L’agricoltura periurbana deve essere inoltre caratterizzata da forme di collaborazione tra imprese agricole, tra queste e altri soggetti della filiera agroalimentare, compresa la commercializzazione soprattutto attraverso forme dirette di vendita ed indirette nella città storica.

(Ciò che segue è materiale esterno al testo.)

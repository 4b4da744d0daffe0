//! Prompt templates for the grounded and fallback answer paths, plus the relevance classifier.

use super::lang::Lang;
use super::passage::Passage;
use crate::gemini::SamplingParams;
use crate::markdown::{italic_blockquote, sanitize_inline};

/// Lower-variance sampling for answers that must stay close to the quoted verses.
pub const GROUNDED_SAMPLING: SamplingParams = SamplingParams {
    temperature: Some(0.4),
    top_p: Some(0.9),
    top_k: Some(32),
};

const GROUNDED_PREAMBLE: &str = "\
You are the Bhagavad Gita, responding in a calm, wise, saintly tone.
Use the verses below to guide your answer.

Formatting rules:
- Open with a `##` heading that names the core idea of your answer in a few words.
- Use `###` headings for any further sections.
- Use **bold** for key teachings and *italics* for gentle emphasis.
- When you quote Sanskrit, put it in a `>` blockquote in italics.
- Cite verses as Chapter X, Verse Y.
- You may close with one short reflective remark, set apart after a horizontal rule.";

const FALLBACK_PREAMBLE: &str = "\
You are a calm, wise spiritual guide speaking in the spirit of the Bhagavad Gita.
No specific verse was found for this question, so answer from the Gita's broader teachings
on duty, detachment, devotion and self-knowledge. Do not invent verse numbers or quotations.
If the question is unrelated to spiritual life, answer briefly and kindly, and gently relate
it back to inner steadiness where that is natural.";

const CLASSIFIER_RUBRIC: &str = "\
Classify the question below. Answer with exactly one word: YES or NO.

YES: the question is spiritually or philosophically reflective (purpose, duty, fear, grief,
attachment, the self, right action, devotion, inner peace, ethical dilemmas).
NO: the question is factual, technical, trivia, small talk, or otherwise unrelated to
spiritual reflection.";

/// One verse block: heading, quoted Sanskrit, meaning in the requested language.
pub fn verse_block(passage: &Passage, lang: Lang) -> String {
    let mut block = format!(
        "### 📖 Chapter {}, Verse {}\n\n",
        passage.chapter, passage.verse
    );
    let sanskrit = italic_blockquote(&passage.sanskrit);
    if !sanskrit.is_empty() {
        block.push_str("**Sanskrit:**\n\n");
        block.push_str(&sanskrit);
        block.push_str("\n\n");
    }
    block.push_str("**Meaning:** ");
    block.push_str(passage.meaning(lang).trim());
    block
}

/// Verse blocks in ranked order, separated by blank lines.
pub fn verse_context(passages: &[Passage], lang: Lang) -> String {
    passages
        .iter()
        .map(|p| verse_block(p, lang))
        .collect::<Vec<_>>()
        .join("\n\n")
}

fn language_line(lang: Lang) -> String {
    format!("Respond in {} in Markdown format.", lang.name())
}

pub fn grounded(question: &str, passages: &[Passage], lang: Lang) -> String {
    format!(
        "{GROUNDED_PREAMBLE}\n\n{}\nKeep your answer spiritual, practical, and graceful.\n\n{}\n\nNow answer this question:\n\n**{}**\n",
        language_line(lang),
        verse_context(passages, lang),
        sanitize_inline(question),
    )
}

pub fn fallback(question: &str, lang: Lang) -> String {
    format!(
        "{FALLBACK_PREAMBLE}\n\n{}\n\nQuestion:\n\n**{}**\n",
        language_line(lang),
        sanitize_inline(question),
    )
}

pub fn classifier(question: &str) -> String {
    format!(
        "{CLASSIFIER_RUBRIC}\n\nQuestion: {}",
        sanitize_inline(question)
    )
}
//! Query orchestration: retrieve verses for a question, gate on relevance, and compose
//! either a verse-grounded or a fallback prompt for generation.

mod engine;
pub mod gate;
pub mod lang;
mod passage;
mod prompt;

pub use engine::{DEFAULT_TOP_K, Oracle, OracleError};
pub use gate::{GatePolicy, RelevanceGate};
pub use lang::Lang;
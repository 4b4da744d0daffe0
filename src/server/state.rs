use std::sync::Arc;
use std::time::Duration;

use reqwest::Client;
use tracing::info;

use crate::config::Config;
use crate::gemini::GeminiClient;
use crate::oracle::Oracle;
use crate::pinecone::PineconeClient;

/// TCP connection establishment timeout.
const CONNECT_TIMEOUT: Duration = Duration::from_secs(10);
/// Global HTTP client timeout; individual upstream calls may set a shorter one.
const HTTP_TIMEOUT: Duration = Duration::from_secs(90);

pub type GeminiOracle = Oracle<GeminiClient, PineconeClient, GeminiClient>;

/// Process-wide handles, built once at startup and shared read-only by every request.
pub struct AppState {
    pub oracle: GeminiOracle,
}

impl AppState {
    pub async fn initialize(config: &Config) -> Result<Arc<Self>, Box<dyn std::error::Error>> {
        let http = Client::builder()
            .connect_timeout(CONNECT_TIMEOUT)
            .timeout(HTTP_TIMEOUT)
            .build()?;

        info!(index = %config.index_name, "connecting to Pinecone");
        let index = PineconeClient::connect(
            http.clone(),
            &config.pinecone_api_key,
            &config.index_name,
            config.index_host(),
        )
        .await?;
        info!("Pinecone index ready");

        let gemini = GeminiClient::new(
            http,
            &config.gemini_api_key,
            &config.gemini_model,
            &config.embedding_model,
        );
        info!(model = %config.gemini_model, embedding_model = %config.embedding_model, "Gemini client ready");

        let oracle = Oracle::new(gemini.clone(), index, gemini, config.gate(), config.top_k);
        Ok(Arc::new(Self { oracle }))
    }
}
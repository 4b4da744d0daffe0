use tracing::{debug, info};

use super::gate::{RelevanceDecision, RelevanceGate, parse_verdict};
use super::lang::Lang;
use super::passage::Passage;
use super::prompt;
use crate::gemini::{Embedder, GeminiError, Generator};
use crate::pinecone::{PineconeError, VectorIndex};

pub const DEFAULT_TOP_K: usize = 5;

/// Pipeline failure, tagged with the stage that failed.
#[derive(Debug, thiserror::Error)]
pub enum OracleError {
    #[error("No question provided.")]
    InvalidInput,

    #[error("embedding failed: {0}")]
    Embedding(#[source] GeminiError),

    #[error("vector index query failed: {0}")]
    Index(#[source] PineconeError),

    #[error("relevance classification failed: {0}")]
    Classification(#[source] GeminiError),

    #[error("answer generation failed: {0}")]
    Generation(#[source] GeminiError),
}

/// Which prompt variant produced the answer.
#[derive(Debug, Clone, Copy, PartialEq, Eq)]
pub enum AnswerPath {
    Grounded,
    Fallback,
}

#[derive(Debug)]
pub struct Answer {
    pub text: String,
    pub path: AnswerPath,
    pub decision: RelevanceDecision,
}

/// Question → embedding → nearest verses → relevance gate → prompt → generated answer.
///
/// Clients are injected once at startup and shared read-only across requests.
#[derive(Debug, Clone)]
pub struct Oracle<E, I, G> {
    embedder: E,
    index: I,
    generator: G,
    gate: RelevanceGate,
    top_k: usize,
}

impl<E, I, G> Oracle<E, I, G>
where
    E: Embedder,
    I: VectorIndex,
    G: Generator,
{
    pub fn new(embedder: E, index: I, generator: G, gate: RelevanceGate, top_k: usize) -> Self {
        Self {
            embedder,
            index,
            generator,
            gate,
            top_k: top_k.max(1),
        }
    }

    pub async fn answer(&self, question: &str, lang: Lang) -> Result<Answer, OracleError> {
        let question = question.trim();
        if question.is_empty() {
            return Err(OracleError::InvalidInput);
        }

        info!(question, lang = lang.name(), "answering question");

        let embedding = self
            .embedder
            .embed(question)
            .await
            .map_err(OracleError::Embedding)?;

        let mut matches = self
            .index
            .query(&embedding, self.top_k)
            .await
            .map_err(OracleError::Index)?;
        matches.truncate(self.top_k);

        let passages: Vec<Passage> = matches.iter().map(Passage::from_match).collect();
        let scores: Vec<f32> = passages.iter().map(|p| p.score).collect();
        debug!(
            retrieved = passages.len(),
            top_match = ?matches.first().map(|m| m.id.as_str()),
            "verses retrieved"
        );

        let verdict = if self.gate.needs_classifier(&scores) {
            let reply = self
                .generator
                .generate(&prompt::classifier(question), None)
                .await
                .map_err(OracleError::Classification)?;
            Some(parse_verdict(&reply))
        } else {
            None
        };

        let decision = self.gate.decide(&scores, verdict);
        info!(
            retrieved = decision.match_count,
            max_score = decision.max_score,
            classifier = ?decision.classifier,
            grounded = decision.grounded,
            "relevance gate"
        );

        let (path, text) = if decision.grounded {
            let prompt = prompt::grounded(question, &passages, lang);
            let text = self
                .generator
                .generate(&prompt, Some(prompt::GROUNDED_SAMPLING))
                .await
                .map_err(OracleError::Generation)?;
            (AnswerPath::Grounded, text)
        } else {
            let prompt = prompt::fallback(question, lang);
            let text = self
                .generator
                .generate(&prompt, None)
                .await
                .map_err(OracleError::Generation)?;
            (AnswerPath::Fallback, text)
        };

        info!(path = ?path, chars = text.chars().count(), "answer generated");
        debug!(answer = %text, "generated text");

        Ok(Answer {
            text,
            path,
            decision,
        })
    }
}
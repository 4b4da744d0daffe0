use std::sync::Arc;

use axum::Router;
use axum::http::{HeaderValue, Method, header};
use axum::routing::{get, post};
use tower_http::cors::{AllowOrigin, CorsLayer};
use tower_http::trace::TraceLayer;

use super::handlers;
use super::state::AppState;

/// Routes: `POST /ask`, `POST /keep-alive`, `GET /health`, with CORS and request tracing.
pub fn router(state: Arc<AppState>, cors_origins: &[String]) -> Router {
    Router::new()
        .route("/health", get(handlers::health))
        .route("/keep-alive", post(handlers::keep_alive))
        .route("/ask", post(handlers::ask))
        .with_state(state)
        .layer(build_cors_layer(cors_origins))
        .layer(TraceLayer::new_for_http())
}

fn build_cors_layer(origins: &[String]) -> CorsLayer {
    let allowed = origins
        .iter()
        .map(|o| o.trim())
        .filter(|o| !o.is_empty())
        .filter_map(|o| match HeaderValue::from_str(o) {
            Ok(v) => Some(v),
            Err(err) => {
                tracing::warn!(origin = o, "ignoring invalid CORS origin: {}", err);
                None
            }
        })
        .collect::<Vec<_>>();

    let allow_origin = if allowed.is_empty() {
        AllowOrigin::any()
    } else {
        AllowOrigin::list(allowed)
    };

    CorsLayer::new()
        .allow_origin(allow_origin)
        .allow_methods([Method::GET, Method::POST, Method::OPTIONS])
        .allow_headers([header::CONTENT_TYPE, header::ACCEPT])
}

La diversificazione dell’offerta è un altro elemento distintivo di questa forma sostenibile di agricoltura che deve promuovere l’integrazione tra funzioni produttive e attività di mantenimento della Cintura verde di Reggio Emilia con capacità naturalistiche assai significative, con la posa di siepi, fasce boscate e la cura dei fossi. L’integrazione riguarda anche opportunità per la ricreazione e la didattica, in contesti relazionali favorevoli alla socialità tra rurale e urbano.

I firmatari
Il Protocollo per la promozione di progetti e azioni finalizzati a tutelare, sostenere, attivare il lavoro in territorio agricolo è stato sottoscritto, oltre che dal sindaco Luca Vecchi per il Comune di Reggio e dall'assessore Simona Caselli per la Regione Emilia-Romagna, dal segretario generale della Camera di Commercio di Reggio Emilia Michelangelo Dalla Riva, dal direttore di Coldiretti Assuero Zampini, dal presidente della Confederazione italiana agricoltori Antenore Cervi, dal presidente di Confagricoltura Lorenzo Melioli, dal legale rappresentante di Unione generale Coltivatori Giuseppe Carini, dal presidente dell'Ordine degli agronomi e forestali Alberto Bergianti, dal consigliere del Collegio dei periti agrari Daniele Galli, dal presidente di Crpa spa Giuseppe Veneri, dal direttore dell'Azienda agraria dell'Università di Bologna Piero Nasuelli, dal direttore dell'Istituto superiore Zanelli, Alberto Tagliavini e dal direttore dell'Istituto superiore Motti Remo Cesare Fiocchi, per il Consorzio di Bonifica dell'Emilia-Centrale da Ivan Bertolini, dalla segretaria regionale di Slow Food, Claudia Piva e per l'associazione Slow Food Reggio Emilia, da Annalisa Artoni.